As versões intermédias deverão utilizar o motor 1.0 TSI com transmissão automática. Já o topo de gama deverá estrear um novo 1.5 TSI Evo2, acompanhado por um sistema híbrido ligeiro de 48 V.

Produção brasileira e custos contidos

A nova Tukan foi desenhada e desenvolvida no Brasil. A produção decorrerá na fábrica de São José dos Pinhais, no Paraná, unidade que atualmente fabrica o T-Cross.

De acordo com a Volkswagen, 76% dos componentes serão de origem local. Esta percentagem elevada reduzirá a dependência de peças importadas e deverá contribuir para preservar um preço competitivo.

O modelo está incluído num investimento de 20 mil milhões de reais (3,3 mil milhões de euros) da Volkswagen na América do Sul, integrando um programa que contempla 21 lançamentos até 2028 naquela região.

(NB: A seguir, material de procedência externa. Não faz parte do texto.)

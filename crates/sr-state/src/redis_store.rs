//! Redis-backed state store.
//!
//! All conditional writes are atomic server-side: idempotency marks and
//! lease acquisition use `SET NX EX`, lease release and renewal go through
//! small Lua scripts so a non-owner can never delete or extend a lease it
//! does not hold.

use async_trait::async_trait;
use chrono::{DateTime, Utc};
use redis::aio::ConnectionManager;
use redis::Script;
use std::collections::HashMap;
use std::time::Duration;

use crate::traits::{
    AttemptStore, ConnectorMetricsStore, ConnectorStateStore, IdempotencyStore, LeaseStore,
    PlanningStateStore,
};
use crate::types::{ConnectorMetrics, ConnectorState, PollRecord};
use crate::{keys, StateError, DEFAULT_DEDUP_TTL_SECONDS, METRICS_TTL_SECONDS};
use sr_types::{InventorySnapshot, ShipmentPlan};

/// Acquire-or-renew: create the lease if absent, extend it if already ours.
const ACQUIRE_LEASE: &str = r#"
if redis.call('SET', KEYS[1], ARGV[1], 'NX', 'EX', ARGV[2]) then
  return 1
end
if redis.call('GET', KEYS[1]) == ARGV[1] then
  redis.call('EXPIRE', KEYS[1], ARGV[2])
  return 1
end
return 0
"#;

/// Compare-and-delete: release only when the stored owner matches.
const RELEASE_LEASE: &str = r#"
if redis.call('GET', KEYS[1]) == ARGV[1] then
  return redis.call('DEL', KEYS[1])
end
return 0
"#;

/// State store backed by Redis.
#[derive(Clone)]
pub struct RedisStateStore {
    manager: ConnectionManager,
    dedup_ttl: Duration,
}

impl RedisStateStore {
    pub async fn connect(url: &str) -> Result<RedisStateStore, StateError> {
        Self::connect_with_dedup_ttl(url, Duration::from_secs(DEFAULT_DEDUP_TTL_SECONDS)).await
    }

    pub async fn connect_with_dedup_ttl(
        url: &str,
        dedup_ttl: Duration,
    ) -> Result<RedisStateStore, StateError> {
        let client =
            redis::Client::open(url).map_err(|e| StateError::Transport(e.to_string()))?;
        let manager = client
            .get_connection_manager()
            .await
            .map_err(|e| StateError::Transport(e.to_string()))?;
        Ok(RedisStateStore { manager, dedup_ttl })
    }

    fn conn(&self) -> ConnectionManager {
        self.manager.clone()
    }
}

fn transport(e: redis::RedisError) -> StateError {
    StateError::Transport(e.to_string())
}

#[async_trait]
impl IdempotencyStore for RedisStateStore {
    async fn mark_if_first_seen(&self, stream: &str, event_id: &str) -> Result<bool, StateError> {
        let mut conn = self.conn();
        let created: Option<String> = redis::cmd("SET")
            .arg(keys::dedup(stream, event_id))
            .arg("1")
            .arg("NX")
            .arg("EX")
            .arg(self.dedup_ttl.as_secs().max(1))
            .query_async(&mut conn)
            .await
            .map_err(transport)?;
        Ok(created.is_some())
    }

    async fn clear(&self, stream: &str, event_id: &str) -> Result<(), StateError> {
        let mut conn = self.conn();
        let _: u64 = redis::cmd("DEL")
            .arg(keys::dedup(stream, event_id))
            .query_async(&mut conn)
            .await
            .map_err(transport)?;
        Ok(())
    }
}

#[async_trait]
impl AttemptStore for RedisStateStore {
    async fn get(&self, stream: &str, group: &str, message_id: &str) -> Result<u64, StateError> {
        let mut conn = self.conn();
        let value: Option<String> = redis::cmd("GET")
            .arg(keys::retry(stream, group, message_id))
            .query_async(&mut conn)
            .await
            .map_err(transport)?;
        Ok(value.and_then(|v| v.parse().ok()).unwrap_or(0))
    }

    async fn increment(
        &self,
        stream: &str,
        group: &str,
        message_id: &str,
        ttl: Duration,
    ) -> Result<u64, StateError> {
        let key = keys::retry(stream, group, message_id);
        let mut conn = self.conn();
        let count: u64 = redis::cmd("INCR")
            .arg(&key)
            .query_async(&mut conn)
            .await
            .map_err(transport)?;
        if count == 1 {
            let _: u64 = redis::cmd("EXPIRE")
                .arg(&key)
                .arg(ttl.as_secs().max(1))
                .query_async(&mut conn)
                .await
                .map_err(transport)?;
        }
        Ok(count)
    }

    async fn clear(
        &self,
        stream: &str,
        group: &str,
        message_id: &str,
    ) -> Result<(), StateError> {
        let mut conn = self.conn();
        let _: u64 = redis::cmd("DEL")
            .arg(keys::retry(stream, group, message_id))
            .query_async(&mut conn)
            .await
            .map_err(transport)?;
        Ok(())
    }
}

#[async_trait]
impl ConnectorStateStore for RedisStateStore {
    async fn load(&self, name: &str) -> Result<Option<ConnectorState>, StateError> {
        let mut conn = self.conn();
        let map: HashMap<String, String> = redis::cmd("HGETALL")
            .arg(keys::connector_state(name))
            .query_async(&mut conn)
            .await
            .map_err(transport)?;
        if map.is_empty() {
            return Ok(None);
        }
        let latest = map
            .get("latest")
            .map(|raw| serde_json::from_str(raw))
            .transpose()
            .map_err(|e| StateError::Serialization(format!("connector state '{}': {}", name, e)))?
            .unwrap_or(serde_json::Value::Null);
        Ok(Some(ConnectorState {
            latest,
            timestamp: map.get("timestamp").cloned().unwrap_or_default(),
            version: map.get("version").and_then(|v| v.parse().ok()).unwrap_or(1),
        }))
    }

    async fn save(&self, name: &str, state: &ConnectorState) -> Result<(), StateError> {
        let latest = serde_json::to_string(&state.latest)
            .map_err(|e| StateError::Serialization(e.to_string()))?;
        let mut conn = self.conn();
        let _: u64 = redis::cmd("HSET")
            .arg(keys::connector_state(name))
            .arg("latest")
            .arg(latest)
            .arg("timestamp")
            .arg(&state.timestamp)
            .arg("version")
            .arg(state.version)
            .query_async(&mut conn)
            .await
            .map_err(transport)?;
        Ok(())
    }
}

#[async_trait]
impl LeaseStore for RedisStateStore {
    async fn try_acquire(
        &self,
        name: &str,
        owner: &str,
        ttl: Duration,
    ) -> Result<bool, StateError> {
        let mut conn = self.conn();
        let acquired: u64 = Script::new(ACQUIRE_LEASE)
            .key(keys::lease(name))
            .arg(owner)
            .arg(ttl.as_secs().max(1))
            .invoke_async(&mut conn)
            .await
            .map_err(transport)?;
        Ok(acquired == 1)
    }

    async fn release(&self, name: &str, owner: &str) -> Result<bool, StateError> {
        let mut conn = self.conn();
        let released: u64 = Script::new(RELEASE_LEASE)
            .key(keys::lease(name))
            .arg(owner)
            .invoke_async(&mut conn)
            .await
            .map_err(transport)?;
        Ok(released == 1)
    }
}

fn metrics_from_map(map: &HashMap<String, String>) -> ConnectorMetrics {
    let get_u64 = |k: &str| map.get(k).and_then(|v| v.parse().ok()).unwrap_or(0);
    ConnectorMetrics {
        last_poll_time: map.get("last_poll_time").cloned(),
        last_success_time: map.get("last_success_time").cloned(),
        total_polls: get_u64("total_polls"),
        successful_polls: get_u64("successful_polls"),
        failed_polls: get_u64("failed_polls"),
        items_fetched: get_u64("items_fetched"),
        items_published: get_u64("items_published"),
        average_latency_ms: map
            .get("average_latency_ms")
            .and_then(|v| v.parse().ok())
            .unwrap_or(0.0),
    }
}

#[async_trait]
impl ConnectorMetricsStore for RedisStateStore {
    async fn record_poll(&self, name: &str, record: &PollRecord) -> Result<(), StateError> {
        let key = keys::connector_metrics(name);
        let mut conn = self.conn();
        let map: HashMap<String, String> = redis::cmd("HGETALL")
            .arg(&key)
            .query_async(&mut conn)
            .await
            .map_err(transport)?;
        let mut metrics = metrics_from_map(&map);
        metrics.apply(record, sr_core::now_rfc3339());

        let mut cmd = redis::cmd("HSET");
        cmd.arg(&key)
            .arg("total_polls")
            .arg(metrics.total_polls)
            .arg("successful_polls")
            .arg(metrics.successful_polls)
            .arg("failed_polls")
            .arg(metrics.failed_polls)
            .arg("items_fetched")
            .arg(metrics.items_fetched)
            .arg("items_published")
            .arg(metrics.items_published)
            .arg("average_latency_ms")
            .arg(metrics.average_latency_ms);
        if let Some(t) = &metrics.last_poll_time {
            cmd.arg("last_poll_time").arg(t);
        }
        if let Some(t) = &metrics.last_success_time {
            cmd.arg("last_success_time").arg(t);
        }
        let _: u64 = cmd.query_async(&mut conn).await.map_err(transport)?;
        let _: u64 = redis::cmd("EXPIRE")
            .arg(&key)
            .arg(METRICS_TTL_SECONDS)
            .query_async(&mut conn)
            .await
            .map_err(transport)?;
        Ok(())
    }

    async fn snapshot(&self, name: &str) -> Result<Option<ConnectorMetrics>, StateError> {
        let mut conn = self.conn();
        let map: HashMap<String, String> = redis::cmd("HGETALL")
            .arg(keys::connector_metrics(name))
            .query_async(&mut conn)
            .await
            .map_err(transport)?;
        if map.is_empty() {
            return Ok(None);
        }
        Ok(Some(metrics_from_map(&map)))
    }

    async fn is_healthy(&self, name: &str, max_age: Duration) -> Result<bool, StateError> {
        let Some(metrics) = self.snapshot(name).await? else {
            return Ok(false);
        };
        Ok(within_window(metrics.last_poll_time.as_deref(), max_age)
            && within_window(metrics.last_success_time.as_deref(), max_age))
    }
}

pub(crate) fn within_window(timestamp: Option<&str>, max_age: Duration) -> bool {
    let Some(parsed) = timestamp.and_then(|t| DateTime::parse_from_rfc3339(t).ok()) else {
        return false;
    };
    let age = Utc::now().signed_duration_since(parsed.with_timezone(&Utc));
    age.num_milliseconds() >= 0 && age.num_milliseconds() as u128 <= max_age.as_millis()
}

#[async_trait]
impl PlanningStateStore for RedisStateStore {
    async fn upsert_shipment(&self, plan: &ShipmentPlan) -> Result<(), StateError> {
        let encoded =
            serde_json::to_string(plan).map_err(|e| StateError::Serialization(e.to_string()))?;
        let mut conn = self.conn();
        let _: u64 = redis::cmd("HSET")
            .arg(keys::PLANNING_SHIPMENTS)
            .arg(&plan.shipment_id)
            .arg(encoded)
            .query_async(&mut conn)
            .await
            .map_err(transport)?;
        let _: u64 = redis::cmd("SADD")
            .arg(keys::planning_lane(&plan.lane_id))
            .arg(&plan.shipment_id)
            .query_async(&mut conn)
            .await
            .map_err(transport)?;
        Ok(())
    }

    async fn upsert_inventory(&self, snapshot: &InventorySnapshot) -> Result<(), StateError> {
        let encoded = serde_json::to_string(snapshot)
            .map_err(|e| StateError::Serialization(e.to_string()))?;
        let mut conn = self.conn();
        let _: u64 = redis::cmd("HSET")
            .arg(keys::PLANNING_INVENTORY)
            .arg(keys::inventory_field(&snapshot.sku, &snapshot.site_id))
            .arg(encoded)
            .query_async(&mut conn)
            .await
            .map_err(transport)?;
        Ok(())
    }

    async fn list_shipments(&self) -> Result<Vec<ShipmentPlan>, StateError> {
        let mut conn = self.conn();
        let map: HashMap<String, String> = redis::cmd("HGETALL")
            .arg(keys::PLANNING_SHIPMENTS)
            .query_async(&mut conn)
            .await
            .map_err(transport)?;
        map.values()
            .map(|raw| {
                serde_json::from_str(raw).map_err(|e| StateError::Serialization(e.to_string()))
            })
            .collect()
    }

    async fn list_inventory(&self) -> Result<Vec<InventorySnapshot>, StateError> {
        let mut conn = self.conn();
        let map: HashMap<String, String> = redis::cmd("HGETALL")
            .arg(keys::PLANNING_INVENTORY)
            .query_async(&mut conn)
            .await
            .map_err(transport)?;
        map.values()
            .map(|raw| {
                serde_json::from_str(raw).map_err(|e| StateError::Serialization(e.to_string()))
            })
            .collect()
    }

    async fn shipments_for_lane(&self, lane_id: &str) -> Result<Vec<String>, StateError> {
        let mut conn = self.conn();
        redis::cmd("SMEMBERS")
            .arg(keys::planning_lane(lane_id))
            .query_async(&mut conn)
            .await
            .map_err(transport)
    }
}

Para rivalizar com o automóvel mais vendido do Brasil

A Tukan foi desenvolvida para enfrentar a FIAT Strada, o automóvel mais vendido no Brasil desde 2021. Deverá também competir com a Chevrolet Montana, ao combinar variantes de trabalho com propostas de cabina dupla destinadas a uma utilização familiar.

A Volkswagen não comunicou qualquer plano para vender a Tukan em Portugal ou noutros mercados europeus. A pick-up foi pensada sobretudo para o Brasil e para outros países da América Latina. As regras europeias relativas a segurança e emissões, somadas à carga fiscal aplicada aos automóveis, tornariam quase impossível comercializá-la por cá a um preço aceitável.